The Organization of the Petroleum Exporting Countries, so far, looks to be sticking with its production plans. The Wall Street Journal reported that officials said the group was planning to back a continuation of oil-production curbs when the group meets in April.
OPEC and 10 partner producers outside of the cartel, led by Russia, agreed late last year to cap crude output by a collective 1.2 million barrels a day for the first half of this year. OPEC production has also been declining as a result of U.S. sanctions on the oil industries of cartel members Iran and Venezuela, both of which were exempted from the latest production-cut deal. A U.S. government report released last Thursday, meanwhile, showed weekly domestic crude output at a record 12 million barrels a day, and supplies up a fifth straight week.
The Energy Information Administration will release weekly data on U.S. petroleum supplies Wednesday. The American Petroleum Institute’s own supply figures come out late Tuesday.
The EIA data are expected to show crude supplies up 3.5 million barrels for the week ended Feb. 22, according to a forecast from Informa Economics, which also shows expectations for inventory declines of 1.5 million barrels for gasoline and 2.5 million barrels for distillates.

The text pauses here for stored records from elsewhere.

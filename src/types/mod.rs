//! Data types for the editing timeline
//!
//! This module contains the event model shared by the store, the replay
//! engine and the HTTP layer.

mod change;
mod event;
mod window;

pub use change::{ContentChange, Position, TextRange};
pub use event::{
    ChangeEvent, ChangeMetadata, ContentChangeEvent, EventType, LifecycleEvent,
};
pub use window::{ReplayWindow, TimeBounds, WindowPage};

/// Lines of one reconstructed file
pub type TextBuffer = Vec<String>;
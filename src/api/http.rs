//! HTTP server setup with Axum

use std::sync::Arc;

use axum::{
    routing::{get, post},
    Router,
};
use tower_http::cors::{Any, CorsLayer};

use super::rest::{events, replay, sessions};
use super::sse::handler::session_stream;
use super::state::AppState;

/// Create the Axum router with all endpoints
pub fn create_router(state: Arc<AppState>) -> Router {
    // CORS configuration - allow all origins for development
    let cors = CorsLayer::new()
        .allow_origin(Any)
        .allow_methods(Any)
        .allow_headers(Any);

    Router::new()
        // Health check
        .route("/health", get(health_check))
        // Event log
        .route("/api/events", post(events::ingest_events))
        .route("/api/workspaces", get(events::list_workspaces))
        .route("/api/workspaces/:id/events", get(events::list_window))
        .route("/api/workspaces/:id/bounds", get(events::get_bounds))
        .route("/api/workspaces/:id/buffer", get(replay::get_buffer))
        .route("/api/workspaces/:id/files", get(replay::list_files))
        .route("/api/debug/events", get(events::list_grouped))
        .route("/api/stats", get(events::get_stats))
        // Scrub sessions
        .route("/api/sessions", post(sessions::create_session))
        .route(
            "/api/sessions/:sid",
            get(sessions::get_session).delete(sessions::delete_session),
        )
        .route("/api/sessions/:sid/drag-start", post(sessions::drag_start))
        .route("/api/sessions/:sid/drag-move", post(sessions::drag_move))
        .route("/api/sessions/:sid/drag-end", post(sessions::drag_end))
        .route("/api/sessions/:sid/seek", post(sessions::seek))
        .route("/api/sessions/:sid/autoplay", post(sessions::set_autoplay))
        .route("/api/sessions/:sid/file", post(sessions::select_file))
        .route("/api/sessions/:sid/end", post(sessions::set_end))
        .route("/api/sessions/:sid/stream", get(session_stream))
        .layer(cors)
        .with_state(state)
}

/// Health check endpoint
async fn health_check() -> &'static str {
    "OK"
}

#[cfg(test)]
mod tests {
    use super::*;
    use crate::event_store::EventStore;
    use crate::session::SessionConfig;
    use axum::body::Body;
    use axum::http::Request;
    use tower::util::ServiceExt;

    #[tokio::test]
    async fn test_health_check() {
        let store = Arc::new(EventStore::in_memory());
        let state = Arc::new(AppState::new(store, SessionConfig::default()));
        let app = create_router(state);

        let response = app
            .oneshot(Request::builder().uri("/health").body(Body::empty()).unwrap())
            .await
            .unwrap();

        assert_eq!(response.status(), 200);
    }
}
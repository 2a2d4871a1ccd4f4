//! Scrub controller - drag, release-snap and autoplay transitions
//!
//! The controller owns a `ScrubState` and exposes one method per external
//! event (pointer or timer). Each method is a single synchronous step that
//! returns the updated state; the caller decides how to serialize calls.

use serde::{Deserialize, Serialize};

use super::markers::{clamp_position, Markers};

/// Distance within which a drag engages a marker
pub const STICK_THRESHOLD: f64 = 0.5;

/// Distance a drag must exceed to leave an engaged marker
pub const STICK_HYSTERESIS: f64 = 1.0;

/// Distance within which a release snaps onto a marker
pub const SNAP_RELEASE_THRESHOLD: f64 = 1.5;

/// Position advanced per autoplay tick
pub const AUTOPLAY_STEP: f64 = 0.5;

/// Ephemeral scrub UI state
#[derive(Debug, Clone, Default, PartialEq, Serialize, Deserialize)]
#[serde(rename_all = "camelCase")]
pub struct ScrubState {
    /// Normalized position, 0–100
    pub value: f64,
    pub dragging: bool,
    /// Marker the drag is currently pinned to
    pub stuck_marker: Option<f64>,
    pub autoplay: bool,
}

/// Snap and autoplay tuning
#[derive(Debug, Clone, Copy, PartialEq)]
pub struct ScrubConfig {
    pub stick_threshold: f64,
    pub stick_hysteresis: f64,
    pub snap_release_threshold: f64,
    pub autoplay_step: f64,
}

impl Default for ScrubConfig {
    fn default() -> Self {
        Self {
            stick_threshold: STICK_THRESHOLD,
            stick_hysteresis: STICK_HYSTERESIS,
            snap_release_threshold: SNAP_RELEASE_THRESHOLD,
            autoplay_step: AUTOPLAY_STEP,
        }
    }
}

impl ScrubConfig {
    pub fn with_autoplay_step(mut self, step: f64) -> Self {
        self.autoplay_step = step;
        self
    }
}

/// Number of events to replay for a scrub position
pub fn replay_count(value: f64, total_events: usize) -> usize {
    let k = (clamp_position(value) / 100.0 * total_events as f64).round() as usize;
    k.min(total_events)
}

#[derive(Debug, Clone, Default)]
pub struct ScrubController {
    state: ScrubState,
    markers: Markers,
    config: ScrubConfig,
}

impl ScrubController {
    pub fn new(markers: Markers, config: ScrubConfig) -> Self {
        Self {
            state: ScrubState::default(),
            markers,
            config,
        }
    }

    pub fn state(&self) -> &ScrubState {
        &self.state
    }

    pub fn markers(&self) -> &Markers {
        &self.markers
    }

    pub fn set_markers(&mut self, markers: Markers) {
        self.markers = markers;
        self.state.stuck_marker = None;
    }

    /// True while the user drags or autoplay runs
    pub fn is_active(&self) -> bool {
        self.state.dragging || self.state.autoplay
    }

    pub fn replay_count(&self, total_events: usize) -> usize {
        replay_count(self.state.value, total_events)
    }

    pub fn on_drag_start(&mut self, value: f64) -> &ScrubState {
        self.state.autoplay = false;
        self.state.dragging = true;
        self.state.stuck_marker = None;
        self.state.value = clamp_position(value);
        &self.state
    }

    pub fn on_drag_move(&mut self, value: f64) -> &ScrubState {
        let value = clamp_position(value);

        match self.state.stuck_marker {
            Some(marker) if (value - marker).abs() <= self.config.stick_hysteresis => {
                self.state.value = marker;
            }
            Some(_) => {
                self.state.stuck_marker = None;
                self.state.value = value;
            }
            None => match self.markers.within(value, self.config.stick_threshold) {
                Some(marker) => {
                    self.state.stuck_marker = Some(marker);
                    self.state.value = marker;
                }
                None => self.state.value = value,
            },
        }
        &self.state
    }

    pub fn on_drag_end(&mut self, value: f64) -> &ScrubState {
        let value = clamp_position(value);
        self.state.value = self
            .markers
            .within(value, self.config.snap_release_threshold)
            .unwrap_or(value);
        self.state.dragging = false;
        self.state.stuck_marker = None;
        &self.state
    }

    /// Turn autoplay on or off
    ///
    /// Enabling is refused while dragging. Enabling at the end restarts
    /// playback from the beginning.
    pub fn set_autoplay(&mut self, enabled: bool) -> &ScrubState {
        if !enabled {
            self.state.autoplay = false;
        } else if !self.state.dragging {
            if self.state.value >= 100.0 {
                self.state.value = 0.0;
            }
            self.state.autoplay = true;
        }
        &self.state
    }

    /// Advance one autoplay step; a no-op while autoplay is off
    pub fn tick(&mut self) -> &ScrubState {
        if self.state.autoplay {
            self.state.value = (self.state.value + self.config.autoplay_step).min(100.0);
            if self.state.value >= 100.0 {
                self.state.autoplay = false;
            }
        }
        &self.state
    }

    /// Jump to a position without drag semantics (e.g. keyboard or API seek)
    pub fn seek(&mut self, value: f64) -> &ScrubState {
        self.state.value = clamp_position(value);
        self.state.stuck_marker = None;
        &self.state
    }
}
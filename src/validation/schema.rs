//! Schema checks for raw editor records
//!
//! Two levels of strictness:
//! - the envelope (`workspaceId`, `timestamp`) must hold for a record to be
//!   stored at all, since it is the partition and sort key;
//! - the content-edit shape only decides whether replay sees the record.
//!   A record failing it is kept in the log but classified non-conforming.

use serde::Deserialize;
use serde_json::Value;

use crate::types::{
    ChangeEvent, ChangeMetadata, ContentChange, ContentChangeEvent, EventType, LifecycleEvent,
};

/// Partition and sort key of a raw record
#[derive(Debug, Clone, PartialEq, Eq)]
pub struct Envelope {
    pub workspace_id: String,
    pub timestamp: i64,
}

/// Outcome of checking one stored record
#[derive(Debug, Clone, PartialEq)]
pub enum Classification {
    Conforming(ChangeEvent),
    NonConforming(String),
}

impl Classification {
    pub fn event(&self) -> Option<&ChangeEvent> {
        match self {
            Classification::Conforming(event) => Some(event),
            Classification::NonConforming(_) => None,
        }
    }

    pub fn is_content_edit(&self) -> bool {
        matches!(self, Classification::Conforming(ChangeEvent::ContentEdit(_)))
    }
}

/// Check that a record can be partitioned and ordered
pub fn validate_envelope(record: &Value) -> Result<Envelope, String> {
    let object = record
        .as_object()
        .ok_or_else(|| "record is not a JSON object".to_string())?;

    let workspace_id = object
        .get("workspaceId")
        .and_then(Value::as_str)
        .filter(|id| !id.is_empty())
        .ok_or_else(|| "missing or empty 'workspaceId'".to_string())?;

    let timestamp = object
        .get("timestamp")
        .and_then(Value::as_i64)
        .ok_or_else(|| "missing or non-integer 'timestamp'".to_string())?;

    Ok(Envelope {
        workspace_id: workspace_id.to_string(),
        timestamp,
    })
}

#[derive(Deserialize)]
#[serde(rename_all = "camelCase")]
struct WireContentMetadata {
    content_changes: Vec<ContentChange>,
}

/// Classify a record; never fails, so one bad record cannot abort a replay
pub fn classify(record: &Value, sequence: u64) -> Classification {
    let envelope = match validate_envelope(record) {
        Ok(envelope) => envelope,
        Err(reason) => return Classification::NonConforming(reason),
    };

    let Some(tag) = record.get("eventType").and_then(Value::as_str) else {
        return Classification::NonConforming("missing 'eventType'".to_string());
    };

    let event_type = EventType::from_tag(tag);
    let metadata = record.get("metadata").cloned().unwrap_or(Value::Null);

    if !event_type.is_content_edit() {
        return Classification::Conforming(ChangeEvent::Lifecycle(LifecycleEvent {
            workspace_id: envelope.workspace_id,
            timestamp: envelope.timestamp,
            sequence,
            event_type,
            metadata,
        }));
    }

    let wire: WireContentMetadata = match serde_json::from_value(metadata) {
        Ok(wire) => wire,
        Err(e) => return Classification::NonConforming(format!("malformed contentChanges: {}", e)),
    };

    if let Some(index) = wire
        .content_changes
        .iter()
        .position(|c| c.range.start > c.range.end)
    {
        return Classification::NonConforming(format!(
            "contentChanges[{}] has start after end",
            index
        ));
    }

    Classification::Conforming(ChangeEvent::ContentEdit(ContentChangeEvent {
        workspace_id: envelope.workspace_id,
        timestamp: envelope.timestamp,
        sequence,
        metadata: ChangeMetadata {
            content_changes: wire.content_changes,
        },
    }))
}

On Nymex, March gasoline RBH9, +3.02% was up 2.7% to end at $1.586 a gallon and March heating oil HOH9, +1.49% rose 1.2% to $1.999 a gallon.
March natural gas NGH19, +0.14% which expired at the day’s settlement, gained 0.7% to finish at $2.855 per million British thermal units. The new front-month April natural-gas contract NGJ19, -1.42% settled at $2.796, down 0.7%.